Let’s put the aforementioned pseudo-code into practice in Java to determine the factorial of any number N.

### Code Implementation to Find the Factorial of the Number using Recursion in Java

class Factorial { static int factorial(int n) { // base case if (n == 0) { return 1; } // calling recursive function return n * factorial(n - 1); } public static void main(String[] args) { System.out.println("Factorial of the number 5 is: " + factorial(5)); } }

**Output**

`Factorial of the number 5 is: 120`

### Time and Space Complexity

Due to the recursive function being called N times, the time complexity of the aforementioned code is O(N). Because the recursion stack occupies O(N) space in the internal memory, the space complexity of the aforementioned code is once more O(N).

The function call takes up space at the top of the call stack as soon as the recursive function is called. The function calling itself repeatedly takes up space in the call stack by stacking its calls behind them.
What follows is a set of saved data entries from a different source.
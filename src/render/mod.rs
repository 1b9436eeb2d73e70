mod frame;
mod primitives;
mod recording;
mod track_painter;
mod transform_scope;

pub use frame::RenderFrame;
pub use primitives::{Color, LinePrimitive, RectPrimitive, TextHAlign, TextPrimitive};
pub use recording::{DrawCommand, RecordingContext, RecordingSurface};
pub use track_painter::{GenomeTrackPainter, TrackPainterStyle};
pub use transform_scope::TransformScope;

use kurbo::Affine;

use crate::core::{BackingSize, PhysicalViewport, ViewState};
use crate::error::ViewportResult;
use crate::interaction::PointerId;

/// Contract implemented by anything that can paint a `RenderFrame`.
///
/// Frames are fully materialized and deterministic, so drawing code stays
/// isolated from dataset and interaction logic.
pub trait Renderer {
    fn render(&mut self, frame: &RenderFrame) -> ViewportResult<()>;
}

/// Stateful 2D drawing context with a save/restore transform stack,
/// modelled after the HTML canvas context.
pub trait DrawingContext: Renderer {
    /// Pushes the current transform.
    fn save(&mut self);

    /// Pops the most recently saved transform; a no-op on an empty stack.
    fn restore(&mut self);

    fn current_transform(&self) -> Affine;

    fn set_transform(&mut self, transform: Affine);

    /// Post-multiplies the current transform: later drawing goes through
    /// `current * transform`.
    fn transform(&mut self, transform: Affine);

    fn translate(&mut self, dx: f64, dy: f64) {
        self.transform(Affine::translate((dx, dy)));
    }

    fn scale(&mut self, sx: f64, sy: f64) {
        self.transform(Affine::scale_non_uniform(sx, sy));
    }

    /// Clears a rectangle given in current user-space units.
    fn clear_rect(&mut self, x: f64, y: f64, width: f64, height: f64);
}

/// Everything a draw callback needs to lay out one frame.
#[derive(Debug)]
pub struct RenderContext<'a, D> {
    pub data: Option<&'a D>,
    pub view_state: ViewState,
    pub viewport: PhysicalViewport,
}

impl<D> Clone for RenderContext<'_, D> {
    fn clone(&self) -> Self {
        *self
    }
}

impl<D> Copy for RenderContext<'_, D> {}

/// Immutable description of a surface handed to draw callbacks next to the
/// context.
#[derive(Debug, Clone, Copy, PartialEq)]
pub struct SurfaceHandle {
    pub backing: BackingSize,
    pub device_pixel_ratio: f64,
}

/// Host drawing surface: a backing pixel buffer plus the context drawing
/// into it.
pub trait DrawingSurface {
    type Context: DrawingContext;

    /// Display density, `None` when the host cannot report it.
    fn device_pixel_ratio(&self) -> Option<f64>;

    fn backing_size(&self) -> BackingSize;

    /// Destructively resizes the backing buffer. Context state (transform
    /// stack included) does not survive a resize.
    fn resize_backing(&mut self, size: BackingSize) -> ViewportResult<()>;

    /// `None` when the surface cannot provide a 2D context.
    fn context_mut(&mut self) -> Option<&mut Self::Context>;

    fn set_pointer_capture(&mut self, _pointer: PointerId) {}

    fn release_pointer_capture(&mut self, _pointer: PointerId) {}
}

#[cfg(feature = "cairo-backend")]
mod cairo_backend;
#[cfg(feature = "cairo-backend")]
pub use cairo_backend::{CairoContext, CairoRenderStats, CairoSurface};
The graphic below helps us comprehend the call stack.

Factorial() returns 1 when it is called with an argument of 0, after which all other methods return the necessary values and are removed from the call stack.

## Iterative Method to Find the Factorial of the Number in Java

In the iterative method:

- Declare the variable res, and set its initial value to 1.
- Run for a loop now, going from 1 to N. Multiply the res variable by the loop counter each time we execute the loop.
- The outcome of the loop execution will then be saved in the res variable.
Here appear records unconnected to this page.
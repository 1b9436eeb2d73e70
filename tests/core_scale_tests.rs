use approx::assert_relative_eq;
use genome_viewport::core::{DEFAULT_MIN_SPAN_WIDTH, DomainScale, drawable_width};

#[test]
fn domain_endpoints_map_to_band_edges() {
    let scale = DomainScale::new(12_000.0, 1_000.0, 20.0);

    assert_relative_eq!(scale.drawable_width(), 960.0);
    assert_relative_eq!(scale.domain_to_pixel(0.0), 20.0);
    assert_relative_eq!(scale.domain_to_pixel(12_000.0), 980.0);
    assert_relative_eq!(scale.domain_to_pixel(6_000.0), 500.0);
}

#[test]
fn pixel_to_domain_inverts_mapping() {
    let scale = DomainScale::new(48_502.0, 1_440.0, 20.0);

    let original = 17_345.5;
    let pixel = scale.domain_to_pixel(original);
    let recovered = scale.pixel_to_domain(pixel);

    assert!((recovered - original).abs() <= 1e-9);
}

#[test]
fn degenerate_domain_length_is_clamped_to_one() {
    for length in [0.0, -50.0, f64::NAN] {
        let scale = DomainScale::new(length, 120.0, 10.0);
        assert_relative_eq!(scale.pixels_per_unit(), 100.0);
    }
}

#[test]
fn narrow_viewport_keeps_one_pixel_band() {
    assert_relative_eq!(drawable_width(30.0, 20.0), 1.0);
    assert_relative_eq!(drawable_width(f64::INFINITY, 20.0), 1.0);

    let scale = DomainScale::new(1_000.0, 10.0, 20.0);
    assert_relative_eq!(scale.drawable_width(), 1.0);
    assert!(scale.domain_to_pixel(500.0).is_finite());
}

#[test]
fn short_spans_get_minimum_width() {
    let scale = DomainScale::new(1_000_000.0, 1_040.0, 20.0);

    let width = scale.span_to_width(10.0, 11.0, DEFAULT_MIN_SPAN_WIDTH);
    assert_relative_eq!(width, DEFAULT_MIN_SPAN_WIDTH);

    let wide = scale.span_to_width(0.0, 500_000.0, DEFAULT_MIN_SPAN_WIDTH);
    assert_relative_eq!(wide, 500.0);
}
### Code Implementation Find the Factorial of the Number using Loops in Java

class LinearFactorialMethod { public static void main(String[] args) { int res = 1, N = 10; for (int i = 1; i <= N; i++) { res *= i; } System.out.println("Factorial of the number 10 is: " + res); } }

**Output**

`Factorial of the number 10 is: 3628800`

## Comparing Linear and Recursive Methods

Based on time and space complexity, let’s distinguish between the recursive and iterative methods.

Iterative and recursive procedures both require O(N) time, according to a comparison of their time complexity.
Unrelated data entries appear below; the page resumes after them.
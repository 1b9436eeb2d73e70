use genome_viewport::api::{DEFAULT_OVERSCAN, DEFAULT_PADDING_X, ViewportConfig};

#[test]
fn defaults_match_documented_values() {
    let config = ViewportConfig::default();

    assert_eq!(config.min_scale, 0.1);
    assert_eq!(config.max_scale, 50.0);
    assert_eq!(config.zoom_step, 1.2);
    assert_eq!(config.padding_x, DEFAULT_PADDING_X);
    assert_eq!(config.fill_ratio, 0.78);
    assert_eq!(config.fallback_scale, 1.0);
    assert_eq!(config.overscan, DEFAULT_OVERSCAN);
    assert_eq!(config.wheel_zoom_sensitivity, 0.0015);
    config.validate().expect("defaults are valid");
}

#[test]
fn json_round_trip_preserves_values() {
    let config = ViewportConfig::default()
        .with_scale_limits(0.5, 20.0)
        .with_zoom_step(1.5)
        .with_overscan(4);

    let json = config.to_json_pretty().expect("serialize");
    let parsed = ViewportConfig::from_json_str(&json).expect("parse");
    assert_eq!(parsed, config);
}

#[test]
fn partial_json_falls_back_to_defaults() {
    let parsed = ViewportConfig::from_json_str(r#"{"max_scale": 8.0}"#).expect("parse");

    assert_eq!(parsed.max_scale, 8.0);
    assert_eq!(parsed.min_scale, 0.1);
    assert_eq!(parsed.overscan, 1);
}

#[test]
fn swapped_limits_are_normalized() {
    let config = ViewportConfig::default().with_scale_limits(40.0, 2.0);

    config.validate().expect("swapped limits are accepted");
    let limits = config.scale_limits();
    assert_eq!(limits.min(), 2.0);
    assert_eq!(limits.max(), 40.0);
}

#[test]
fn invalid_values_are_rejected() {
    assert!(ViewportConfig::default().with_zoom_step(0.0).validate().is_err());
    assert!(ViewportConfig::default().with_padding_x(-1.0).validate().is_err());
    assert!(
        ViewportConfig::default()
            .with_scale_limits(f64::NAN, 2.0)
            .validate()
            .is_err()
    );
    assert!(ViewportConfig::from_json_str(r#"{"fill_ratio": -0.5}"#).is_err());
}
### Difference lies in the Space Complexity

The iterative technique uses O(1) constant space for space complexity, whereas the recursive method uses O(N) memory space. This results from O(N) recursive method calls that fill up order N space in the call stack.

**Conclusion**

Calculating the factorial of a number using recursion in Java is a straightforward and efficient approach. Recursion simplifies the problem-solving process by breaking down the factorial calculation into smaller, manageable steps. However, it’s important to ensure that the base condition is correctly defined to prevent infinite recursion and stack overflow errors. Understanding and implementing recursive functions like this one is a fundamental skill for any programmer, as it helps in solving complex problems with elegant solutions.

## FAQ related to Find the Factorial of the Number using Recursion in Java

**1. What is a factorial, and how is it calculated?**

A factorial of a non-negative integer

n is the product of all positive integers less than or equal to n. It is denoted as n!. For example, 5!=5×4×3×2×1=120.

**2. What is recursion in programming?**

Recursion is a programming technique where a function calls itself to solve smaller instances of the same problem until a base condition is met.

**3. How does recursion help in finding the factorial of a number?**

Recursion simplifies the factorial calculation by reducing the problem to smaller sub-problems.

**4. What are the risks of using recursion?**

If not implemented correctly, recursion can lead to infinite loops and stack overflow errors, especially if the base condition is not well-defined or the recursive calls are too deep.

**5. Can the factorial of a number be found without using recursion?**

Yes, the factorial can also be calculated iteratively using loops, which can be more efficient in terms of memory usage, as it avoids the overhead associated with multiple function calls in recursion.